### Problem to work on
Beginning at the line that holds "from parquet footers", restate each line exactly through the final line of the records. Include both of those lines.

### Input for this task
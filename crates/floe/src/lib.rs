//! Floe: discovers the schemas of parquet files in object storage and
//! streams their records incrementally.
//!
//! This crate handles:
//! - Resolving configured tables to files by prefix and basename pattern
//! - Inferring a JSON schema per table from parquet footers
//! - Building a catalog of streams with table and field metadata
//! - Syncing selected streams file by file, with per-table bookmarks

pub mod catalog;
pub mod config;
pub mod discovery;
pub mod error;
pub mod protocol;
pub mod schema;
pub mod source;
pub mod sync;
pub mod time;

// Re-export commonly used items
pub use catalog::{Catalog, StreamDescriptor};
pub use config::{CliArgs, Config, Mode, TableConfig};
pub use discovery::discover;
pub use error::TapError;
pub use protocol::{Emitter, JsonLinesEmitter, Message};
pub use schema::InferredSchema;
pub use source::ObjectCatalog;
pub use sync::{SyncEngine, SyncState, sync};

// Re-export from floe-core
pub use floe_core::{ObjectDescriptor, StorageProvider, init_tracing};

### Completed exercise
//! - Inferring a JSON schema per table from parquet footers
//! - Building a catalog of streams with table and field metadata
//! - Syncing selected streams file by file, with per-table bookmarks

pub mod catalog;
pub mod config;
pub mod discovery;
pub mod error;
pub mod protocol;
pub mod schema;
pub mod source;
pub mod sync;
pub mod time;

// Re-export commonly used items
pub use catalog::{Catalog, StreamDescriptor};
pub use config::{CliArgs, Config, Mode, TableConfig};
pub use discovery::discover;
pub use error::TapError;
pub use protocol::{Emitter, JsonLinesEmitter, Message};
pub use schema::InferredSchema;
pub use source::ObjectCatalog;
pub use sync::{SyncEngine, SyncState, sync};

// Re-export from floe-core
pub use floe_core::{ObjectDescriptor, StorageProvider, init_tracing};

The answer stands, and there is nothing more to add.